Sandro Matosevic, Assistant Professor, Department of Industrial and Physical Pharmacy
Joe Trebley, president and CEO of Monon Bioventures, which is housed in the Indiana Center for Biomedical Innovation, said the federal funds for Matosevic's work have the potential to bring hope to patients suffering from glioblastoma.
"His discovery provides a critical preclinical proof of concept of the disease," Trebley said. "Our plans are to translate that discovery into the clinic by first working on the manufacturability of the novel therapeutic."
Monon Bioventures will work on the treatment with Matosevic's laboratory at Purdue and Genezen, a viral vector and gene therapy contract development and manufacturing organization, or CDMO.

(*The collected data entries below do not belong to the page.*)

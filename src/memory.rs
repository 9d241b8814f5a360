// Copyright (C) 2025 FZI Forschungszentrum Informatik
// SPDX-License-Identifier: Apache-2.0
//! Access to the memory image of traced programs
//!
//! Following the instructions executed requires knowledge about the program
//! being traced. This module defines the [`MemoryAccess`] trait used by the
//! [code follower][crate::follower::CodeFollower] for reading opcodes from
//! the memory image as well as a number of types implementing it. These
//! include:
//!
//! * some [basic] accessors and adapters that may be created through free fns
//!   such as [`from_fn`] and [`from_segment`],
//! * [combinators] that allow combining multiple images such as a bootloader
//!   and an application,
//! * modifiers such as [`Offset`] and [`Spaced`] that are usually created
//!   through provided fns of the [`MemoryAccess`] trait and
//! * feature-dependent accessors, e.g. for using [ELF][elf] files.
//!
//! # Combining accessors
//!
//! Accessors used in [combinators] all need to agree on the
//! [`MemoryAccess::Error`] type. Combinators such as [`Multi`] in particular
//! also require the accessors themselves to be of the same type. The error
//! type may be erased through the provided method [`MemoryAccess::boxed`].
//!
//! # Example
//!
//! The following constructs an accessor from a bootrom and a firmware image,
//! with the firmware only being visible for non-secure accesses.
//!
//! ```
//! use coresight_etm::memory::{self, MemoryAccess};
//! use coresight_etm::types::MemSpace;
//!
//! # let bootrom = b"\x00\x00\xa0\xe1\xfe\xff\xff\xea";
//! # let firmware = b"\x1e\xff\x2f\xe1";
//! let mut mem = (
//!     memory::from_segment(bootrom).with_offset(0x0),
//!     memory::from_segment(firmware).with_offset(0x8000).with_space(MemSpace::N),
//! );
//! let mut buf = [0u8; 4];
//! assert_eq!(mem.read(0x8000, 0x10, MemSpace::EL1N, &mut buf), Ok(4));
//! assert_eq!(buf, *firmware);
//! ```

pub mod basic;
pub mod boxed;
pub mod combinators;
#[cfg(feature = "elf")]
pub mod elf;
pub mod error;


use alloc::boxed::Box;

pub use basic::{Empty, from_fn, from_segment};
pub use combinators::Multi;

use crate::types::MemSpace;

use error::{MaybeMiss, Miss};

/// Read access to the memory image of a traced program
///
/// See the [module level][self] documentation for more details.
pub trait MemoryAccess {
    /// Error type returned by [`read`][Self::read]
    type Error;

    /// Read memory starting at the given address into `buf`
    ///
    /// The read targets the memory of the trace source with the given
    /// CoreSight `trace_id` in the given memory `space`. Returns the number of
    /// bytes read, which may be less than the length of `buf` if the memory
    /// covered ends before.
    fn read(
        &mut self,
        address: u64,
        trace_id: u8,
        space: MemSpace,
        buf: &mut [u8],
    ) -> Result<usize, Self::Error>;

    /// Invalidate any data cached for the given trace source
    fn invalidate_cache(&mut self, _trace_id: u8) {}

    /// "Move" this accessor by the given offset
    ///
    /// See [`Offset`] for more details.
    fn with_offset(self, offset: u64) -> Offset<Self>
    where
        Self: Sized,
        Self::Error: Miss,
    {
        Offset {
            inner: self,
            offset,
        }
    }

    /// Restrict this accessor to the given memory spaces
    ///
    /// See [`Spaced`] for more details.
    fn with_space(self, space: MemSpace) -> Spaced<Self>
    where
        Self: Sized,
        Self::Error: Miss,
    {
        Spaced { inner: self, space }
    }

    /// Box this accessor for dynamic dispatching
    ///
    /// This allows combining accessors of different types with (originally)
    /// different [`Error`][Self::Error] types in [combinators].
    fn boxed<'a>(self) -> boxed::Boxed<'a>
    where
        Self: Sized + 'a,
        Self::Error: error::MaybeMissError + 'static,
    {
        Box::new(boxed::BoxedError::new(self))
    }
}

/// [`MemoryAccess`] implementation for a tuple of two accessors
///
/// This impl allows combining accessors as long as they agree on their error
/// type. If the first one returns a "miss", the second one is consulted.
impl<A, B, E> MemoryAccess for (A, B)
where
    A: MemoryAccess<Error = E>,
    B: MemoryAccess<Error = E>,
    E: MaybeMiss,
{
    type Error = E;

    fn read(
        &mut self,
        address: u64,
        trace_id: u8,
        space: MemSpace,
        buf: &mut [u8],
    ) -> Result<usize, Self::Error> {
        let res = self.0.read(address, trace_id, space, buf);
        if res.is_miss() {
            self.1.read(address, trace_id, space, buf)
        } else {
            res
        }
    }

    fn invalidate_cache(&mut self, trace_id: u8) {
        self.0.invalidate_cache(trace_id);
        self.1.invalidate_cache(trace_id);
    }
}

impl<M> MemoryAccess for Option<M>
where
    M: MemoryAccess,
    M::Error: Miss,
{
    type Error = M::Error;

    fn read(
        &mut self,
        address: u64,
        trace_id: u8,
        space: MemSpace,
        buf: &mut [u8],
    ) -> Result<usize, Self::Error> {
        self.as_mut()
            .map(|m| m.read(address, trace_id, space, buf))
            .unwrap_or_else(|| Miss::miss(address))
    }

    fn invalidate_cache(&mut self, trace_id: u8) {
        if let Some(m) = self.as_mut() {
            m.invalidate_cache(trace_id)
        }
    }
}

impl<M: MemoryAccess + ?Sized> MemoryAccess for Box<M> {
    type Error = M::Error;

    fn read(
        &mut self,
        address: u64,
        trace_id: u8,
        space: MemSpace,
        buf: &mut [u8],
    ) -> Result<usize, Self::Error> {
        M::read(self.as_mut(), address, trace_id, space, buf)
    }

    fn invalidate_cache(&mut self, trace_id: u8) {
        M::invalidate_cache(self.as_mut(), trace_id)
    }
}

#[cfg(feature = "either")]
impl<L, R, E> MemoryAccess for either::Either<L, R>
where
    L: MemoryAccess<Error = E>,
    R: MemoryAccess<Error = E>,
{
    type Error = E;

    fn read(
        &mut self,
        address: u64,
        trace_id: u8,
        space: MemSpace,
        buf: &mut [u8],
    ) -> Result<usize, Self::Error> {
        either::for_both!(self, m => m.read(address, trace_id, space, buf))
    }

    fn invalidate_cache(&mut self, trace_id: u8) {
        either::for_both!(self, m => m.invalidate_cache(trace_id))
    }
}

/// [`MemoryAccess`] moved by a fixed offset
///
/// Accesses will be mapped by subtracting the fixed offset from the address.
/// Accesses to addresses lower than the offset will result in a [miss][Miss].
#[derive(Copy, Clone, Debug)]
pub struct Offset<M> {
    inner: M,
    offset: u64,
}

impl<M> Offset<M> {
    /// Retrieve the inner [`MemoryAccess`]
    pub fn inner(&self) -> &M {
        &self.inner
    }

    /// Retrieve the offset
    pub fn offset(&self) -> u64 {
        self.offset
    }
}

impl<M> MemoryAccess for Offset<M>
where
    M: MemoryAccess,
    M::Error: Miss,
{
    type Error = M::Error;

    fn read(
        &mut self,
        address: u64,
        trace_id: u8,
        space: MemSpace,
        buf: &mut [u8],
    ) -> Result<usize, Self::Error> {
        let Some(offset) = address.checked_sub(self.offset) else {
            return Miss::miss(address);
        };
        // Misses report the address as requested, not the inner one
        self.inner
            .read(offset, trace_id, space, buf)
            .map_err(|e| if e.is_miss() { M::Error::miss(address) } else { e })
    }

    fn invalidate_cache(&mut self, trace_id: u8) {
        self.inner.invalidate_cache(trace_id)
    }
}

/// [`MemoryAccess`] restricted to a set of memory spaces
///
/// Accesses for memory spaces not intersecting with the accessor's spaces
/// will result in a [miss][Miss].
#[derive(Copy, Clone, Debug)]
pub struct Spaced<M> {
    inner: M,
    space: MemSpace,
}

impl<M> Spaced<M> {
    /// Retrieve the inner [`MemoryAccess`]
    pub fn inner(&self) -> &M {
        &self.inner
    }

    /// Retrieve the memory spaces served
    pub fn space(&self) -> MemSpace {
        self.space
    }
}

impl<M> MemoryAccess for Spaced<M>
where
    M: MemoryAccess,
    M::Error: Miss,
{
    type Error = M::Error;

    fn read(
        &mut self,
        address: u64,
        trace_id: u8,
        space: MemSpace,
        buf: &mut [u8],
    ) -> Result<usize, Self::Error> {
        if self.space.intersects(space) {
            self.inner.read(address, trace_id, space, buf)
        } else {
            Miss::miss(address)
        }
    }

    fn invalidate_cache(&mut self, trace_id: u8) {
        self.inner.invalidate_cache(trace_id)
    }
}
// Copyright (C) 2025 FZI Forschungszentrum Informatik
// SPDX-License-Identifier: Apache-2.0
//! Combination of multiple [`MemoryAccess`]

use core::borrow::BorrowMut;

use crate::types::MemSpace;

use super::MemoryAccess;
use super::error::{MaybeMiss, Miss};

/// Set of [`MemoryAccess`] acting as a single [`MemoryAccess`]
///
/// Reads are served by the first accessor not reporting a miss. The accessor
/// that served the last read is consulted first.
#[derive(Copy, Clone, Default, Debug)]
pub struct Multi<C: BorrowMut<[M]>, M> {
    accessors: C,
    last: usize,
    phantom: core::marker::PhantomData<M>,
}

impl<C: BorrowMut<[M]>, M> Multi<C, M> {
    /// Create a new [`MemoryAccess`] combining all `accessors`
    pub fn new(accessors: C) -> Self {
        Self {
            accessors,
            last: 0,
            phantom: Default::default(),
        }
    }
}

impl<C: BorrowMut<[M]>, M> From<C> for Multi<C, M> {
    fn from(accessors: C) -> Self {
        Self::new(accessors)
    }
}

impl<C: BorrowMut<[M]> + FromIterator<M>, M> FromIterator<M> for Multi<C, M> {
    fn from_iter<T: IntoIterator<Item = M>>(iter: T) -> Self {
        C::from_iter(iter).into()
    }
}

impl<C: BorrowMut<[M]> + Extend<M>, M> Extend<M> for Multi<C, M> {
    fn extend<T: IntoIterator<Item = M>>(&mut self, iter: T) {
        self.accessors.extend(iter)
    }
}

impl<C, M> MemoryAccess for Multi<C, M>
where
    C: BorrowMut<[M]>,
    M: MemoryAccess,
    M::Error: Miss,
{
    type Error = M::Error;

    fn read(
        &mut self,
        address: u64,
        trace_id: u8,
        space: MemSpace,
        buf: &mut [u8],
    ) -> Result<usize, Self::Error> {
        let accessors = self.accessors.borrow_mut();
        let res = accessors
            .get_mut(self.last)
            .map(|m| m.read(address, trace_id, space, buf))
            .filter(|r| !r.is_miss());
        if let Some(res) = res {
            return res;
        }

        let res = accessors
            .iter_mut()
            .enumerate()
            .filter(|(n, _)| *n != self.last)
            .map(|(n, m)| (n, m.read(address, trace_id, space, buf)))
            .find(|(_, r)| !r.is_miss());
        if let Some((current, res)) = res {
            self.last = current;
            res
        } else {
            Miss::miss(address)
        }
    }

    fn invalidate_cache(&mut self, trace_id: u8) {
        self.accessors
            .borrow_mut()
            .iter_mut()
            .for_each(|m| m.invalidate_cache(trace_id))
    }
}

"Arming the NK cells requires genetic modification of the cells through use of an appropriate viral vector as a tool," Trebley said. "Genezen is a scientific leader in the production of lentiviral vectors and their use in cell transduction, which is delivering genes to cells. We are lucky to have them here with us in Indiana."
Dave Wilhite, Genezen's chief business officer, credited Monon Bioventures for its strong track record in translating innovative discoveries into clinical assets.
"Using natural killer cells as a therapy is on the cutting edge of innovation and has shown immense promise," Wilhite said. "That is Monon Bioventures' sweet spot, and we are excited to partner with them on this project."
After the grant-sponsored work is complete, Monon Bioventures will discuss with the U.S. Food and Drug Administration the company's plan to move the treatment to clinical studies. After receiving the FDA's feedback, the company will look to finance the project further.
Trebley credited the NCI and its SBIR program for critical support of innovation and discovery in the early development phase of cancer research.
"The grants are highly competitive, yet critical to funding novel potential therapeutics that translate out of academic labs," he said.
Matosevic disclosed his glioblastoma treatment to the Purdue Research Foundation Office of Technology Commercialization, which has applied for a patent to protect the intellectual property. The Office has granted Monon Bioventures the option to negotiate a license to this intellectual property.